Mortgages issued in the first part of 2007 are going bad at a pace that far outstrips the 2006 vintage, suggesting that the blow to the financial system from U.S. housing woes will be deeper than many people earlier estimated.
An analysis prepared for The Wall Street Journal by the Federal Deposit Insurance Corp. shows that 0.91% of prime mortgages from 2007 were seriously delinquent after 12 months, meaning they were in foreclosure or at least 90 days past due. The equivalent figure for 2006 prime mortgages was just 0.33% after 12 months. The data reflect delinquencies as of April 30.
So why would they be worse than earlier mortgages?
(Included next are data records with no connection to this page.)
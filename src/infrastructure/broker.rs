use crate::application::orchestrator::RenewalOrchestrator;
use crate::domain::events::{RenewalStartEvent, SubscriptionCancelEvent, TransactionCancelEvent};
use crate::domain::ports::EventPublisher;
use crate::error::Result;
use async_trait::async_trait;
use std::sync::Arc;
use std::sync::atomic::{AtomicUsize, Ordering};
use std::time::Duration;
use tokio::sync::{Mutex, Notify, mpsc, watch};

/// A message quarantined instead of redelivered.
#[derive(Debug, Clone)]
pub struct DeadLetter {
    pub payload: serde_json::Value,
    pub reason: String,
}

struct Topic<T> {
    tx: mpsc::UnboundedSender<T>,
    rx: Mutex<mpsc::UnboundedReceiver<T>>,
}

impl<T> Topic<T> {
    fn new() -> Self {
        let (tx, rx) = mpsc::unbounded_channel();
        Self {
            tx,
            rx: Mutex::new(rx),
        }
    }
}

struct BrokerInner {
    renewal_start: Topic<RenewalStartEvent>,
    subscription_cancel: Topic<SubscriptionCancelEvent>,
    transaction_cancel: Topic<TransactionCancelEvent>,
    dead_letters: Mutex<Vec<DeadLetter>>,
    /// Messages published (including scheduled ones) but not yet handled.
    pending: AtomicUsize,
    idle: Notify,
}

impl BrokerInner {
    fn message_done(&self) {
        if self.pending.fetch_sub(1, Ordering::SeqCst) == 1 {
            self.idle.notify_one();
        }
    }
}

/// In-process, at-least-once message channel for the renewal pipeline.
///
/// Supports per-message scheduled delivery (the delayed-retry contract), a
/// bounded consumer pool per queue, and a dead-letter store for poison
/// messages. Durable-broker deployments swap this adapter out at the
/// `EventPublisher` port; nothing above the port knows the difference.
#[derive(Clone)]
pub struct InProcessBroker {
    inner: Arc<BrokerInner>,
}

impl Default for InProcessBroker {
    fn default() -> Self {
        Self::new()
    }
}

impl InProcessBroker {
    pub fn new() -> Self {
        Self {
            inner: Arc::new(BrokerInner {
                renewal_start: Topic::new(),
                subscription_cancel: Topic::new(),
                transaction_cancel: Topic::new(),
                dead_letters: Mutex::new(Vec::new()),
                pending: AtomicUsize::new(0),
                idle: Notify::new(),
            }),
        }
    }

    pub async fn dead_letters(&self) -> Vec<DeadLetter> {
        self.inner.dead_letters.lock().await.clone()
    }

    /// Runs consumers until every published message, including scheduled
    /// retries, has been handled, then stops the workers. `concurrency`
    /// bounds the start-renewal pool; the cancel queues get one consumer
    /// each.
    pub async fn run_until_idle(&self, orchestrator: Arc<RenewalOrchestrator>, concurrency: usize) {
        let (shutdown_tx, shutdown_rx) = watch::channel(false);

        let mut handles = Vec::new();
        for worker in 0..concurrency.max(1) {
            handles.push(tokio::spawn(renewal_worker(
                self.clone(),
                orchestrator.clone(),
                shutdown_rx.clone(),
                worker,
            )));
        }
        handles.push(tokio::spawn(subscription_cancel_worker(
            self.clone(),
            orchestrator.clone(),
            shutdown_rx.clone(),
        )));
        handles.push(tokio::spawn(transaction_cancel_worker(
            self.clone(),
            orchestrator,
            shutdown_rx,
        )));

        loop {
            let notified = self.inner.idle.notified();
            if self.inner.pending.load(Ordering::SeqCst) == 0 {
                break;
            }
            notified.await;
        }

        let _ = shutdown_tx.send(true);
        for handle in handles {
            let _ = handle.await;
        }
    }
}

#[async_trait]
impl EventPublisher for InProcessBroker {
    async fn publish_renewal_start(
        &self,
        event: RenewalStartEvent,
        delay: Duration,
    ) -> Result<()> {
        self.inner.pending.fetch_add(1, Ordering::SeqCst);
        if delay.is_zero() {
            if self.inner.renewal_start.tx.send(event).is_err() {
                self.inner.message_done();
            }
        } else {
            let inner = Arc::clone(&self.inner);
            tokio::spawn(async move {
                tokio::time::sleep(delay).await;
                if inner.renewal_start.tx.send(event).is_err() {
                    inner.message_done();
                }
            });
        }
        Ok(())
    }

    async fn publish_subscription_cancel(&self, event: SubscriptionCancelEvent) -> Result<()> {
        self.inner.pending.fetch_add(1, Ordering::SeqCst);
        if self.inner.subscription_cancel.tx.send(event).is_err() {
            self.inner.message_done();
        }
        Ok(())
    }

    async fn publish_transaction_cancel(&self, event: TransactionCancelEvent) -> Result<()> {
        self.inner.pending.fetch_add(1, Ordering::SeqCst);
        if self.inner.transaction_cancel.tx.send(event).is_err() {
            self.inner.message_done();
        }
        Ok(())
    }

    async fn dead_letter(&self, payload: serde_json::Value, reason: String) -> Result<()> {
        tracing::warn!(%reason, "message dead-lettered");
        self.inner
            .dead_letters
            .lock()
            .await
            .push(DeadLetter { payload, reason });
        Ok(())
    }
}

// Pickup is serialized per queue by the receiver mutex; handling runs
// outside the lock, so up to `concurrency` deliveries are in flight at once.
async fn renewal_worker(
    broker: InProcessBroker,
    orchestrator: Arc<RenewalOrchestrator>,
    mut shutdown: watch::Receiver<bool>,
    worker: usize,
) {
    loop {
        let event = {
            let mut rx = broker.inner.renewal_start.rx.lock().await;
            tokio::select! {
                maybe = rx.recv() => match maybe {
                    Some(event) => event,
                    None => return,
                },
                _ = shutdown.changed() => return,
            }
        };
        tracing::debug!(worker, transaction = %event.transaction_id, "delivery picked up");
        let payload = serde_json::to_value(&event).unwrap_or(serde_json::Value::Null);
        if let Err(err) = orchestrator.handle_renewal_start(event).await {
            tracing::error!(error = %err, "renewal handler failed, dead-lettering");
            let _ = broker.dead_letter(payload, err.to_string()).await;
        }
        broker.inner.message_done();
    }
}

async fn subscription_cancel_worker(
    broker: InProcessBroker,
    orchestrator: Arc<RenewalOrchestrator>,
    mut shutdown: watch::Receiver<bool>,
) {
    loop {
        let event = {
            let mut rx = broker.inner.subscription_cancel.rx.lock().await;
            tokio::select! {
                maybe = rx.recv() => match maybe {
                    Some(event) => event,
                    None => return,
                },
                _ = shutdown.changed() => return,
            }
        };
        let payload = serde_json::to_value(&event).unwrap_or(serde_json::Value::Null);
        if let Err(err) = orchestrator.handle_subscription_cancel(event).await {
            tracing::error!(error = %err, "subscription-cancel handler failed, dead-lettering");
            let _ = broker.dead_letter(payload, err.to_string()).await;
        }
        broker.inner.message_done();
    }
}

async fn transaction_cancel_worker(
    broker: InProcessBroker,
    orchestrator: Arc<RenewalOrchestrator>,
    mut shutdown: watch::Receiver<bool>,
) {
    loop {
        let event = {
            let mut rx = broker.inner.transaction_cancel.rx.lock().await;
            tokio::select! {
                maybe = rx.recv() => match maybe {
                    Some(event) => event,
                    None => return,
                },
                _ = shutdown.changed() => return,
            }
        };
        let payload = serde_json::to_value(&event).unwrap_or(serde_json::Value::Null);
        if let Err(err) = orchestrator.handle_transaction_cancel(event).await {
            tracing::error!(error = %err, "transaction-cancel handler failed, dead-lettering");
            let _ = broker.dead_letter(payload, err.to_string()).await;
        }
        broker.inner.message_done();
    }
}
Because the bubble had just about run its course and only the foolish were trying to jump in then. It's Minsky's stage five:
Stage five – Euphoria
The bubble now enters its most tragic stage. Some wise voices will stand up and say that the bubble can no longer continue. They put together convincing arguments based upon long run fundamentals and sound economic logic. However, these arguments evaporate in the heat of the one over-riding fact – the price is still rising. The wise are shouted down by charlatans, who justify insane prices by the euphoric claim that the world is different and this new world means higher prices.
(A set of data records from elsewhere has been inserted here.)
use std::time::Duration;
use tracing_subscriber::EnvFilter;

/// Runtime configuration, sourced from the environment with safe defaults.
#[derive(Debug, Clone)]
pub struct RenewalConfig {
    /// Delay before a declined payment is retried.
    pub retry_interval: Duration,
    /// Hard timeout for a single gateway round-trip.
    pub gateway_timeout: Duration,
    /// Number of concurrent start-renewal consumers. Tune to the gateway's
    /// rate limit times the number of running instances.
    pub consumer_concurrency: usize,
    /// Maximum rows claimed per enqueue trigger.
    pub claim_batch_size: usize,
    /// Pacing for redeliveries caused by transient gateway failures.
    pub redelivery_backoff: RedeliveryBackoff,
}

impl Default for RenewalConfig {
    fn default() -> Self {
        Self {
            retry_interval: Duration::from_secs(10),
            gateway_timeout: Duration::from_secs(10),
            consumer_concurrency: 8,
            claim_batch_size: 100,
            redelivery_backoff: RedeliveryBackoff::default(),
        }
    }
}

impl RenewalConfig {
    pub fn from_env() -> Self {
        let defaults = Self::default();
        Self {
            retry_interval: Duration::from_secs(env_u64(
                "SUBRENEW_RETRY_INTERVAL_SECS",
                defaults.retry_interval.as_secs(),
            )),
            gateway_timeout: Duration::from_secs(env_u64(
                "SUBRENEW_GATEWAY_TIMEOUT_SECS",
                defaults.gateway_timeout.as_secs(),
            )),
            consumer_concurrency: env_u64(
                "SUBRENEW_CONSUMER_CONCURRENCY",
                defaults.consumer_concurrency as u64,
            ) as usize,
            claim_batch_size: env_u64(
                "SUBRENEW_CLAIM_BATCH_SIZE",
                defaults.claim_batch_size as u64,
            ) as usize,
            redelivery_backoff: RedeliveryBackoff::default(),
        }
    }
}

fn env_u64(key: &str, default: u64) -> u64 {
    std::env::var(key)
        .ok()
        .and_then(|value| value.parse().ok())
        .unwrap_or(default)
}

/// Exponential, capped delay schedule applied when a transient gateway
/// failure forces a message back onto the queue. The cap keeps a flapping
/// gateway from producing thundering-herd redelivery.
#[derive(Debug, Clone)]
pub struct RedeliveryBackoff {
    pub initial_delay: Duration,
    pub max_delay: Duration,
    pub multiplier: f64,
}

impl Default for RedeliveryBackoff {
    fn default() -> Self {
        Self {
            initial_delay: Duration::from_secs(1),
            max_delay: Duration::from_secs(60),
            multiplier: 2.0,
        }
    }
}

impl RedeliveryBackoff {
    /// Delay before the given redelivery attempt, capped at `max_delay`.
    pub fn delay_for(&self, attempt: u32) -> Duration {
        let millis =
            self.initial_delay.as_millis() as f64 * self.multiplier.powi(attempt.min(30) as i32);
        Duration::from_millis(millis as u64).min(self.max_delay)
    }
}

/// Installs the global tracing subscriber. `RUST_LOG` overrides the default
/// filter. Call once, from the binary.
pub fn init_tracing() {
    let filter =
        EnvFilter::try_from_default_env().unwrap_or_else(|_| EnvFilter::new("subrenew=info"));
    tracing_subscriber::fmt()
        .with_env_filter(filter)
        .with_target(true)
        .init();
}
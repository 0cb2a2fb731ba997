use chrono::{NaiveDate, Utc};
use clap::Parser;
use miette::{IntoDiagnostic, Result};
use std::fs::File;
use std::io;
use std::path::PathBuf;
use std::sync::Arc;
use subrenew::application::orchestrator::RenewalOrchestrator;
use subrenew::application::processor::TransactionProcessor;
use subrenew::application::renewal::SubscriptionRenewalService;
use subrenew::application::triggers::TriggerService;
use subrenew::config::{self, RenewalConfig};
use subrenew::domain::ports::{
    EventPublisherRef, PaymentGatewayRef, SubscriptionStoreRef, TransactionStoreRef,
};
use subrenew::infrastructure::broker::InProcessBroker;
use subrenew::infrastructure::gateway::{HttpPaymentGateway, SimulatedGateway};
use subrenew::infrastructure::in_memory::{InMemorySubscriptionStore, InMemoryTransactionStore};
use subrenew::interfaces::csv::report_writer::ReportWriter;
use subrenew::interfaces::csv::subscription_reader::SubscriptionReader;

#[derive(Parser)]
#[command(author, version, about, long_about = None)]
struct Cli {
    /// Subscriptions seed CSV file
    input: PathBuf,

    /// Path to persistent database (optional). Requires the storage-rocksdb
    /// feature; without it, in-memory stores are used.
    #[arg(long)]
    db_path: Option<PathBuf>,

    /// Payment gateway endpoint. Without it, charges are simulated locally.
    #[arg(long)]
    gateway_url: Option<String>,

    /// Renewal date to process (defaults to today).
    #[arg(long)]
    date: Option<NaiveDate>,

    /// Maximum transactions claimed per enqueue pass.
    #[arg(long)]
    batch_limit: Option<usize>,

    /// Concurrent renewal consumers.
    #[arg(long)]
    concurrency: Option<usize>,
}

#[tokio::main]
async fn main() -> Result<()> {
    config::init_tracing();
    let cli = Cli::parse();
    let config = RenewalConfig::from_env();

    let (subscriptions, transactions) = build_stores(cli.db_path.as_ref())?;

    // Seed subscriptions from the input file.
    let file = File::open(&cli.input).into_diagnostic()?;
    let reader = SubscriptionReader::new(file);
    for result in reader.subscriptions() {
        let subscription = result.into_diagnostic()?;
        subscriptions
            .store(subscription)
            .await
            .into_diagnostic()?;
    }

    let gateway: PaymentGatewayRef = match &cli.gateway_url {
        Some(url) => Arc::new(
            HttpPaymentGateway::new(url.clone(), config.gateway_timeout).into_diagnostic()?,
        ),
        None => Arc::new(SimulatedGateway),
    };

    let broker = InProcessBroker::new();
    let publisher: EventPublisherRef = Arc::new(broker.clone());

    let triggers = TriggerService::new(
        subscriptions.clone(),
        transactions.clone(),
        publisher.clone(),
    );
    let orchestrator = Arc::new(RenewalOrchestrator::new(
        TransactionProcessor::new(transactions.clone(), gateway),
        SubscriptionRenewalService::new(subscriptions.clone()),
        publisher,
        &config,
    ));

    let date = cli.date.unwrap_or_else(|| Utc::now().date_naive());
    let generated = triggers
        .generate_due_transactions(date)
        .await
        .into_diagnostic()?;
    let enqueued = triggers
        .enqueue_due_transactions(cli.batch_limit.unwrap_or(config.claim_batch_size))
        .await
        .into_diagnostic()?;
    tracing::info!(generated, enqueued, %date, "pipeline primed");

    broker
        .run_until_idle(
            orchestrator,
            cli.concurrency.unwrap_or(config.consumer_concurrency),
        )
        .await;

    for letter in broker.dead_letters().await {
        tracing::warn!(reason = %letter.reason, "dead-lettered message");
    }

    let stdout = io::stdout();
    let mut writer = ReportWriter::new(stdout.lock());
    writer
        .write_transactions(transactions.all().await.into_diagnostic()?)
        .into_diagnostic()?;

    Ok(())
}

#[cfg(feature = "storage-rocksdb")]
fn build_stores(db_path: Option<&PathBuf>) -> Result<(SubscriptionStoreRef, TransactionStoreRef)> {
    use subrenew::infrastructure::rocksdb::RocksDBStore;

    match db_path {
        Some(path) => {
            let store = RocksDBStore::open(path).into_diagnostic()?;
            let subscriptions: SubscriptionStoreRef = Arc::new(store.clone());
            let transactions: TransactionStoreRef = Arc::new(store);
            Ok((subscriptions, transactions))
        }
        None => Ok(in_memory_stores()),
    }
}

#[cfg(not(feature = "storage-rocksdb"))]
fn build_stores(db_path: Option<&PathBuf>) -> Result<(SubscriptionStoreRef, TransactionStoreRef)> {
    if db_path.is_some() {
        miette::bail!("--db-path requires building with the storage-rocksdb feature");
    }
    Ok(in_memory_stores())
}

fn in_memory_stores() -> (SubscriptionStoreRef, TransactionStoreRef) {
    let subscriptions: SubscriptionStoreRef = Arc::new(InMemorySubscriptionStore::new());
    let transactions: TransactionStoreRef = Arc::new(InMemoryTransactionStore::new());
    (subscriptions, transactions)
}
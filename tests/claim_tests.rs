mod common;

use chrono::Utc;
use common::due_subscription;
use rand::Rng;
use std::collections::HashSet;
use std::sync::Arc;
use subrenew::domain::ports::{SubscriptionStore, TransactionStore};
use subrenew::domain::transaction::TransactionStatus;
use subrenew::infrastructure::in_memory::{InMemorySubscriptionStore, InMemoryTransactionStore};
use uuid::Uuid;

#[tokio::test]
async fn test_concurrent_claimants_never_share_a_row() {
    let store = Arc::new(InMemoryTransactionStore::new());
    let today = Utc::now().date_naive();

    for _ in 0..40 {
        let subscription = due_subscription(today);
        store
            .create_due(&subscription, today, Utc::now())
            .await
            .unwrap()
            .unwrap();
    }

    // Eight workers polling the same table with uneven batch sizes, summing
    // to at least the full due set.
    let mut rng = rand::thread_rng();
    let limits: Vec<usize> = (0..8).map(|_| rng.gen_range(5..15)).collect();

    let mut handles = Vec::new();
    for limit in limits {
        let store = store.clone();
        handles.push(tokio::spawn(async move {
            store.claim_batch(limit).await.unwrap()
        }));
    }

    let mut seen = HashSet::new();
    let mut total = 0;
    for handle in handles {
        for transaction in handle.await.unwrap() {
            total += 1;
            assert!(
                seen.insert(transaction.id),
                "transaction {} claimed twice",
                transaction.id
            );
            assert_eq!(transaction.status, TransactionStatus::Processing);
        }
    }

    assert_eq!(total, 40, "every CREATED row claimed exactly once");
    assert!(store.claim_batch(10).await.unwrap().is_empty());
}

#[tokio::test]
async fn test_claim_returns_at_most_the_available_rows() {
    let store = InMemoryTransactionStore::new();
    let today = Utc::now().date_naive();
    for _ in 0..3 {
        let subscription = due_subscription(today);
        store
            .create_due(&subscription, today, Utc::now())
            .await
            .unwrap()
            .unwrap();
    }

    let claimed = store.claim_batch(100).await.unwrap();
    assert_eq!(claimed.len(), 3);
}

#[tokio::test]
async fn test_concurrent_generation_creates_exactly_one_row() {
    let store = Arc::new(InMemoryTransactionStore::new());
    let today = Utc::now().date_naive();
    let subscription = due_subscription(today);

    let mut handles = Vec::new();
    for _ in 0..4 {
        let store = store.clone();
        let subscription = subscription.clone();
        handles.push(tokio::spawn(async move {
            store
                .create_due(&subscription, today, Utc::now())
                .await
                .unwrap()
        }));
    }

    let mut created = 0;
    for handle in handles {
        if handle.await.unwrap().is_some() {
            created += 1;
        }
    }
    assert_eq!(created, 1);
    assert_eq!(store.all().await.unwrap().len(), 1);
}

#[tokio::test]
async fn test_due_scan_skips_cancelled_and_manual_subscriptions() {
    let store = InMemorySubscriptionStore::new();
    let today = Utc::now().date_naive();

    let due = due_subscription(today);
    let mut cancelled = due_subscription(today);
    cancelled.cancel("user request");
    let mut manual = due_subscription(today);
    manual.auto_renew = false;
    let mut not_yet = due_subscription(today);
    not_yet.expiration_date = today + chrono::Days::new(1);

    for subscription in [due.clone(), cancelled, manual, not_yet] {
        store.store(subscription).await.unwrap();
    }

    let found: Vec<Uuid> = store
        .find_due(today)
        .await
        .unwrap()
        .into_iter()
        .map(|s| s.id)
        .collect();
    assert_eq!(found, vec![due.id]);
}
Of course, the “new world” claim is true; the world is different every day, but that doesn’t mean that prices run out of control. The charlatan wins the day and unjustified optimism takes over. At this point, the charlatans bolster their optimism with the cruelest of all lies; when prices finally reach their new long run level, there will be a “soft landing”. The idea of a gentle deceleration of prices calms the nerves.The outsiders are trapped in knowing denial. They know that prices can’t keep rising forever, but they rarely act on that knowledge. Everything is safe so long as they quit one day before the bubble bursts.Those that did not enter the market are stuck in a terrible dilemma. They can not enter but neither can they stay out. They know that they have missed the beginning of the bubble. They are bombarded daily with stories of easy riches and friends making massive profits. The strong stay out and reconcile themselves to the missed opportunity. The weak enter the fire and are damned.
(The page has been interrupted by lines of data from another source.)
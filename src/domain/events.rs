use crate::domain::transaction::PaymentTransaction;
use chrono::{DateTime, Utc};
use serde::{Deserialize, Serialize};
use uuid::Uuid;

/// Kicks off (or retries) the renewal payment for one claimed transaction.
///
/// `rejected_payment_count` is a hint carried for observability; the
/// persisted transaction is authoritative and is re-read before acting.
#[derive(Debug, Serialize, Deserialize, PartialEq, Clone)]
#[serde(rename_all = "camelCase")]
pub struct RenewalStartEvent {
    pub subscription_id: Uuid,
    pub transaction_id: Uuid,
    pub price_in_cents: u32,
    #[serde(default)]
    pub rejected_payment_count: u32,
    /// Transient-failure redelivery attempt, used to pace backoff. Defaults
    /// keep payloads without it readable.
    #[serde(default)]
    pub redelivery_count: u32,
}

impl RenewalStartEvent {
    pub fn for_transaction(transaction: &PaymentTransaction) -> Self {
        Self {
            subscription_id: transaction.subscription_id,
            transaction_id: transaction.id,
            price_in_cents: transaction.price_in_cents,
            rejected_payment_count: transaction.rejected_payment_count,
            redelivery_count: 0,
        }
    }
}

/// Terminal decline cascade: cancel the owning subscription.
#[derive(Debug, Serialize, Deserialize, PartialEq, Clone)]
#[serde(rename_all = "camelCase")]
pub struct SubscriptionCancelEvent {
    pub subscription_id: Uuid,
    pub reason: String,
}

/// Sweep instruction: abort the transaction if it was left stuck in a
/// non-terminal status. A no-op against an already-terminal row.
#[derive(Debug, Serialize, Deserialize, PartialEq, Clone)]
#[serde(rename_all = "camelCase")]
pub struct TransactionCancelEvent {
    pub transaction_id: Uuid,
    pub subscription_id: Uuid,
    pub reason: String,
    pub occurred_at: DateTime<Utc>,
}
And it was just about this time that the financial markets were running out of other banks or investment houses to sell their garbage to, so they started to hock their CDOs to municipalities, pension funds and other state governments. Everyone was looking to cash in before everything came apart and all that imaginary wealth vanished as fast as it was had been created.
And as the Wall Street Journal points out, the fact that loans made in 2007 are going bad so fast is a very bad sign that it's going to get a lot worst than many have thought. We're still searching for bottom.